» WHAT IS EXPECTED:
Start at the line with "finishes the teardown" in the records below, stop at the line with "pending grace-period waiters.", and return every line in that span exactly, the two end lines included.

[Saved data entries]

-.-.-

//! Asymmetric process-wide memory barriers.
//!
//! The write side calls [`broadcast`], which forces a full fence on every
//! CPU in the process; the read side calls [`reader_fence`], which is a
//! compiler-only fence whenever a broadcast mechanism is available. The
//! contract is the pairing, not the mechanism: when no broadcast primitive
//! exists, both sides degrade to full `SeqCst` fences.
//!
//! Strategy selection (once, on first use):
//! 1. `sys_membarrier(PRIVATE_EXPEDITED)` if the kernel supports it,
//! 2. the `mprotect` page-flip trick on x86 (older kernels),
//! 3. `fence(SeqCst)` everywhere.

use core::sync::atomic::{compiler_fence, fence, AtomicU8, Ordering};

const STRATEGY_MEMBARRIER: u8 = 0;
const STRATEGY_MPROTECT: u8 = 1;
const STRATEGY_FALLBACK: u8 = 2;
const STRATEGY_UNDECIDED: u8 = 3;

static STRATEGY: AtomicU8 = AtomicU8::new(STRATEGY_UNDECIDED);

#[inline]
fn strategy() -> u8 {
    let s = STRATEGY.load(Ordering::Acquire);
    if s != STRATEGY_UNDECIDED {
        s
    } else {
        detect()
    }
}

#[cold]
fn detect() -> u8 {
    let s = pick_strategy();
    log::debug!(
        "asymmetric barrier strategy: {}",
        match s {
            STRATEGY_MEMBARRIER => "membarrier",
            STRATEGY_MPROTECT => "mprotect",
            _ => "seqcst-fence",
        }
    );
    // Racing detections agree on the result; last store wins harmlessly.
    STRATEGY.store(s, Ordering::Release);
    s
}

/// Full fence observed by every CPU in the process. Write side only.
#[inline]
pub(crate) fn broadcast() {
    match strategy() {
        #[cfg(all(target_os = "linux", feature = "fast-barrier", not(miri)))]
        STRATEGY_MEMBARRIER => sys::membarrier_barrier(),
        #[cfg(all(target_os = "linux", feature = "fast-barrier", not(miri)))]
        STRATEGY_MPROTECT => sys::mprotect_barrier(),
        _ => fence(Ordering::SeqCst),
    }
}

/// Read-side half of the pairing. Compiler-only when a broadcast
/// mechanism is active, otherwise a full fence.
#[inline]
pub(crate) fn reader_fence() {
    if strategy() == STRATEGY_FALLBACK {
        fence(Ordering::SeqCst);
    } else {
        compiler_fence(Ordering::SeqCst);
    }
}

#[cfg(all(target_os = "linux", feature = "fast-barrier", not(miri)))]
fn pick_strategy() -> u8 {
    if sys::membarrier_supported() {
        STRATEGY_MEMBARRIER
    } else if cfg!(any(target_arch = "x86", target_arch = "x86_64")) {
        STRATEGY_MPROTECT
    } else {
        STRATEGY_FALLBACK
    }
}

#[cfg(not(all(target_os = "linux", feature = "fast-barrier", not(miri))))]
fn pick_strategy() -> u8 {
    STRATEGY_FALLBACK
}

#[cfg(all(target_os = "linux", feature = "fast-barrier", not(miri)))]
mod sys {
    use once_cell::race::OnceBox;
    use parking_lot::Mutex;

    // The libc crate does not expose the membarrier command set; numbers
    // are from include/uapi/linux/membarrier.h.
    const MEMBARRIER_CMD_QUERY: libc::c_int = 0;
    const MEMBARRIER_CMD_PRIVATE_EXPEDITED: libc::c_int = 1 << 3;
    const MEMBARRIER_CMD_REGISTER_PRIVATE_EXPEDITED: libc::c_int = 1 << 4;

    fn sys_membarrier(cmd: libc::c_int) -> libc::c_long {
        unsafe { libc::syscall(libc::SYS_membarrier, cmd, 0 as libc::c_int) }
    }

    pub(super) fn membarrier_supported() -> bool {
        let ret = sys_membarrier(MEMBARRIER_CMD_QUERY);
        if ret < 0
            || ret & MEMBARRIER_CMD_PRIVATE_EXPEDITED as libc::c_long == 0
            || ret & MEMBARRIER_CMD_REGISTER_PRIVATE_EXPEDITED as libc::c_long == 0
        {
            return false;
        }
        // Registration must precede the first expedited barrier.
        sys_membarrier(MEMBARRIER_CMD_REGISTER_PRIVATE_EXPEDITED) >= 0
    }

    #[inline]
    pub(super) fn membarrier_barrier() {
        if sys_membarrier(MEMBARRIER_CMD_PRIVATE_EXPEDITED) < 0 {
            crate::die("membarrier(PRIVATE_EXPEDITED) failed after successful registration");
        }
    }

    /// Process-wide barrier for kernels without expedited membarrier:
    /// flipping a dirty page's protection to PROT_NONE forces a TLB
    /// shootdown IPI, which fully fences every CPU running this process.
    struct PageBarrier {
        lock: Mutex<()>,
        page: usize,
        page_size: usize,
    }

    impl PageBarrier {
        fn new() -> Self {
            unsafe {
                let page_size = libc::sysconf(libc::_SC_PAGESIZE);
                if page_size <= 0 {
                    crate::die("sysconf(_SC_PAGESIZE) failed");
                }
                let page_size = page_size as usize;
                let page = libc::mmap(
                    core::ptr::null_mut(),
                    page_size,
                    libc::PROT_NONE,
                    libc::MAP_PRIVATE | libc::MAP_ANONYMOUS,
                    -1,
                    0,
                );
                if page == libc::MAP_FAILED {
                    crate::die("mmap for mprotect barrier failed");
                }
                // Keep the page resident: if it were paged out between the
                // two mprotect calls, no IPI would be generated.
                libc::mlock(page, page_size);
                Self {
                    lock: Mutex::new(()),
                    page: page as usize,
                    page_size,
                }
            }
        }

        fn issue(&self) {
            let _guard = self.lock.lock();
            let page = self.page as *mut libc::c_void;
            unsafe {
                if libc::mprotect(page, self.page_size, libc::PROT_READ | libc::PROT_WRITE) != 0 {
                    crate::die("mprotect(PROT_READ|PROT_WRITE) failed");
                }
                // Dirty the page so the kernel cannot elide the TLB flush.
                let word = &*(page as *const core::sync::atomic::AtomicUsize);
                word.fetch_add(1, core::sync::atomic::Ordering::SeqCst);
                if libc::mprotect(page, self.page_size, libc::PROT_NONE) != 0 {
                    crate::die("mprotect(PROT_NONE) failed");
                }
            }
        }
    }

    static PAGE_BARRIER: OnceBox<PageBarrier> = OnceBox::new();

    #[inline]
    pub(super) fn mprotect_barrier() {
        PAGE_BARRIER
            .get_or_init(|| Box::new(PageBarrier::new()))
            .issue();
    }
}
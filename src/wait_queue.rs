//! Grace-period waiter queue.
//!
//! `synchronize` callers push a stack-allocated node onto a LIFO queue;
//! only the caller that found the queue empty performs the grace period,
//! and it wakes the whole batch afterwards. The teardown handshake lets
//! waiter nodes live on their owners' stacks: a waiter does not return
//! until the waker has set the TEARDOWN bit, after which the waker never
//! touches the node again.

use core::ptr;
use core::sync::atomic::{fence, AtomicI32, AtomicPtr, Ordering};

use crate::futex;

const WAITING: i32 = 0;
const WAKEUP: i32 = 1;
const RUNNING: i32 = 2;
const TEARDOWN: i32 = 4;

/// Spin attempts before parking on the futex.
const WAIT_ATTEMPTS: u32 = 1000;

/// A batch participant, owned by the waiting thread's stack frame.
pub(crate) struct WaitNode {
    state: AtomicI32,
    next: AtomicPtr<WaitNode>,
}

impl WaitNode {
    pub(crate) fn new() -> Self {
        Self {
            state: AtomicI32::new(WAITING),
            next: AtomicPtr::new(ptr::null_mut()),
        }
    }

    /// Mark this node as the batch leader so `wake_all` skips it.
    pub(crate) fn set_running(&self) {
        self.state.store(RUNNING, Ordering::Relaxed);
    }

    /// Park until woken, then hold until the waker finishes the teardown
    /// handshake.
    pub(crate) fn busy_wait(&self) {
        let mut spins = 0u32;
        loop {
            if self.state.load(Ordering::Relaxed) != WAITING {
                break;
            }
            if spins < WAIT_ATTEMPTS {
                spins += 1;
                core::hint::spin_loop();
            } else {
                futex::wait(&self.state, WAITING);
            }
        }
        // The waker may still be between the wakeup store and the
        // futex call; it signals with TEARDOWN once it is done with us.
        while self.state.load(Ordering::Acquire) & TEARDOWN == 0 {
            core::hint::spin_loop();
        }
        debug_assert!(self.state.load(Ordering::Relaxed) & WAKEUP != 0);
    }
}

/// LIFO queue of pending grace-period waiters.
pub(crate) struct WaitQueue {
    head: AtomicPtr<WaitNode>,
}

impl WaitQueue {
    pub(crate) const fn new() -> Self {
        Self {
            head: AtomicPtr::new(ptr::null_mut()),
        }
    }

    /// Push `node`; returns `true` if the queue was already non-empty
    /// (the caller is a follower, not the leader).
    ///
    /// # Safety
    ///
    /// `node` must stay valid until either `busy_wait` returns on it or,
    /// for the leader's own node, until the batch it joined is woken.
    pub(crate) unsafe fn add(&self, node: &WaitNode) -> bool {
        let node_ptr = node as *const WaitNode as *mut WaitNode;
        let mut head = self.head.load(Ordering::Relaxed);
        loop {
            node.next.store(head, Ordering::Relaxed);
            // AcqRel: orders the pusher's prior accesses before the node
            // becomes reachable.
            match self
                .head
                .compare_exchange_weak(head, node_ptr, Ordering::AcqRel, Ordering::Acquire)
            {
                Ok(_) => return !head.is_null(),
                Err(h) => head = h,
            }
        }
    }

    /// Detach the entire queue; future pushers start a new batch.
    pub(crate) fn take_all(&self) -> Waiters {
        Waiters {
            head: self.head.swap(ptr::null_mut(), Ordering::AcqRel),
        }
    }
}

/// A detached batch of waiters.
pub(crate) struct Waiters {
    head: *mut WaitNode,
}

impl Waiters {
    /// Wake every parked waiter in the batch. Nodes marked RUNNING (the
    /// leader's own) are skipped.
    ///
    /// # Safety
    ///
    /// Nodes in the batch must still be valid; each node's owner is
    /// blocked in `busy_wait` (or is the caller itself).
    pub(crate) unsafe fn wake_all(self) {
        let mut cur = self.head;
        while !cur.is_null() {
            let node = unsafe { &*cur };
            // Read the link before waking: past TEARDOWN the owner may
            // pop its frame.
            let next = node.next.load(Ordering::Relaxed);
            if node.state.load(Ordering::Relaxed) & RUNNING == 0 {
                wake_one(node);
            }
            cur = next;
        }
    }
}

fn wake_one(node: &WaitNode) {
    // Grace-period completion must be visible before the wakeup.
    fence(Ordering::SeqCst);
    debug_assert_eq!(node.state.load(Ordering::Relaxed), WAITING);
    node.state.store(WAKEUP, Ordering::Release);
    futex::wake(&node.state, 1);
    node.state.fetch_or(TEARDOWN, Ordering::Release);
}
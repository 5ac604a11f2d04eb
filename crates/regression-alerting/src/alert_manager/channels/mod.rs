//! Notification channels
//!
//! Every channel renders the same enriched [`Alert`] into its own message
//! shape through [`AlertRenderer`] and delivers it through
//! [`NotificationChannel`]. Disabled or unconfigured channels decline instead
//! of failing.

mod console;
mod email;
mod slack;
mod teams;
mod webhook;

pub use console::ConsoleChannel;
pub use email::EmailChannel;
pub use slack::SlackChannel;
pub use teams::TeamsChannel;
pub use webhook::WebhookChannel;

use super::types::Alert;
use crate::error::{AlertError, AlertResult};
use async_trait::async_trait;
use reqwest::Client;
use serde::Serialize;
use std::collections::HashMap;
use std::time::Duration;

/// Reason reported by channels that are switched off or missing settings
pub const DECLINED_REASON: &str = "disabled_or_not_configured";

/// Channel-specific representation of an alert
#[derive(Debug, Clone, PartialEq)]
pub enum ChannelMessage {
    /// Plain or ANSI-colored text block
    Text(String),
    /// Email with HTML and plain-text alternatives
    Email {
        /// Subject line
        subject: String,
        /// HTML body with inline styling
        html: String,
        /// Plain-text body
        text: String,
    },
    /// JSON document posted to an HTTP endpoint
    Json(serde_json::Value),
}

/// Render an alert into a channel message
pub trait AlertRenderer {
    /// Build this channel's representation of `alert`
    fn render(&self, alert: &Alert) -> AlertResult<ChannelMessage>;
}

/// A destination alerts can be delivered to
#[async_trait]
pub trait NotificationChannel: Send + Sync {
    /// Stable channel name used in dispatch results
    fn name(&self) -> &str;

    /// Whether the channel is enabled and fully configured
    fn is_enabled(&self) -> bool;

    /// Deliver one alert
    async fn send(&self, alert: &Alert) -> AlertResult<()>;
}

/// Outcome of offering an alert to one channel
#[derive(Debug, Clone, PartialEq, Serialize)]
#[serde(tag = "status", rename_all = "snake_case")]
pub enum ChannelOutcome {
    /// Delivered
    Delivered {
        /// Channel name
        channel: String,
    },
    /// Disabled or unconfigured; not an error
    Declined {
        /// Channel name
        channel: String,
        /// Always [`DECLINED_REASON`]
        reason: String,
    },
    /// Raised an error or timed out
    Failed {
        /// Channel name
        channel: String,
        /// Error text
        error: String,
    },
}

/// Build the shared HTTP client used by webhook-style channels
pub(crate) fn http_client() -> AlertResult<Client> {
    Ok(Client::builder()
        .user_agent(concat!("regression-alerting/", env!("CARGO_PKG_VERSION")))
        .build()?)
}

/// POST a JSON body with an explicit timeout, mapping non-2xx to an error
pub(crate) async fn post_json(
    client: &Client,
    url: &str,
    body: &serde_json::Value,
    headers: &HashMap<String, String>,
    timeout_ms: u64,
) -> AlertResult<()> {
    let mut request = client
        .post(url)
        .timeout(Duration::from_millis(timeout_ms))
        .json(body);
    for (name, value) in headers {
        request = request.header(name.as_str(), value.as_str());
    }

    let response = request.send().await.map_err(|e| {
        if e.is_timeout() {
            AlertError::Timeout { timeout_ms }
        } else {
            AlertError::Http(e)
        }
    })?;

    let status = response.status();
    if !status.is_success() {
        return Err(AlertError::HttpStatus {
            endpoint: url.to_string(),
            status: status.as_u16(),
        });
    }
    Ok(())
}

/// `- suite (env): metric +12.3% [warning]` lines, one per regression
pub(crate) fn regression_lines(alert: &Alert) -> Vec<String> {
    alert
        .regressions
        .iter()
        .map(|r| {
            format!(
                "{} ({}): {} {:+.1}% [{}]",
                r.test_suite, r.environment, r.metric, r.percentage_change, r.severity
            )
        })
        .collect()
}

/// Recommendation messages in order
pub(crate) fn recommendation_lines(alert: &Alert) -> Vec<String> {
    alert
        .recommendations
        .iter()
        .map(|r| r.message.clone())
        .collect()
}

/// Human-readable title shared by rich channels
pub(crate) fn title(alert: &Alert) -> String {
    format!(
        "{} Performance Alert: {} ({})",
        alert.severity.emoji(),
        alert.alert_type,
        alert.environment
    )
}

#[cfg(test)]
pub(crate) mod test_support {
    use super::super::types::{Alert, AlertSeverity, RegressionEntry};
    use crate::detector::{Priority, Recommendation, RecommendationCategory};
    use crate::statistics::Severity;
    use chrono::{TimeZone, Utc};

    pub fn sample_alert(severity: AlertSeverity) -> Alert {
        Alert {
            alert_id: "a1b2c3d4e5f6".to_string(),
            alert_type: "perf_regression".to_string(),
            severity,
            environment: "staging".to_string(),
            regressions: vec![
                RegressionEntry {
                    test_suite: "api".to_string(),
                    environment: "staging".to_string(),
                    metric: "duration".to_string(),
                    percentage_change: 35.0,
                    severity: Severity::Critical,
                },
                RegressionEntry {
                    test_suite: "worker".to_string(),
                    environment: "staging".to_string(),
                    metric: "memory.heap".to_string(),
                    percentage_change: 22.5,
                    severity: Severity::Warning,
                },
            ],
            recommendations: vec![Recommendation {
                category: RecommendationCategory::ImmediateAction,
                priority: Priority::High,
                message: "Investigate recent changes".to_string(),
            }],
            summary: "2 performance regression(s) detected (1 critical, 1 warning)".to_string(),
            timestamp: Utc.with_ymd_and_hms(2024, 5, 1, 12, 0, 0).unwrap(),
            report_url: Some("https://ci.example.com/report/42".to_string()),
        }
    }
}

-.-.-

» REPLY:
    /// Park until woken, then hold until the waker finishes the teardown
    /// handshake.
    pub(crate) fn busy_wait(&self) {
        let mut spins = 0u32;
        loop {
            if self.state.load(Ordering::Relaxed) != WAITING {
                break;
            }
            if spins < WAIT_ATTEMPTS {
                spins += 1;
                core::hint::spin_loop();
            } else {
                futex::wait(&self.state, WAITING);
            }
        }
        // The waker may still be between the wakeup store and the
        // futex call; it signals with TEARDOWN once it is done with us.
        while self.state.load(Ordering::Acquire) & TEARDOWN == 0 {
            core::hint::spin_loop();
        }
        debug_assert!(self.state.load(Ordering::Relaxed) & WAKEUP != 0);
    }
}

/// LIFO queue of pending grace-period waiters.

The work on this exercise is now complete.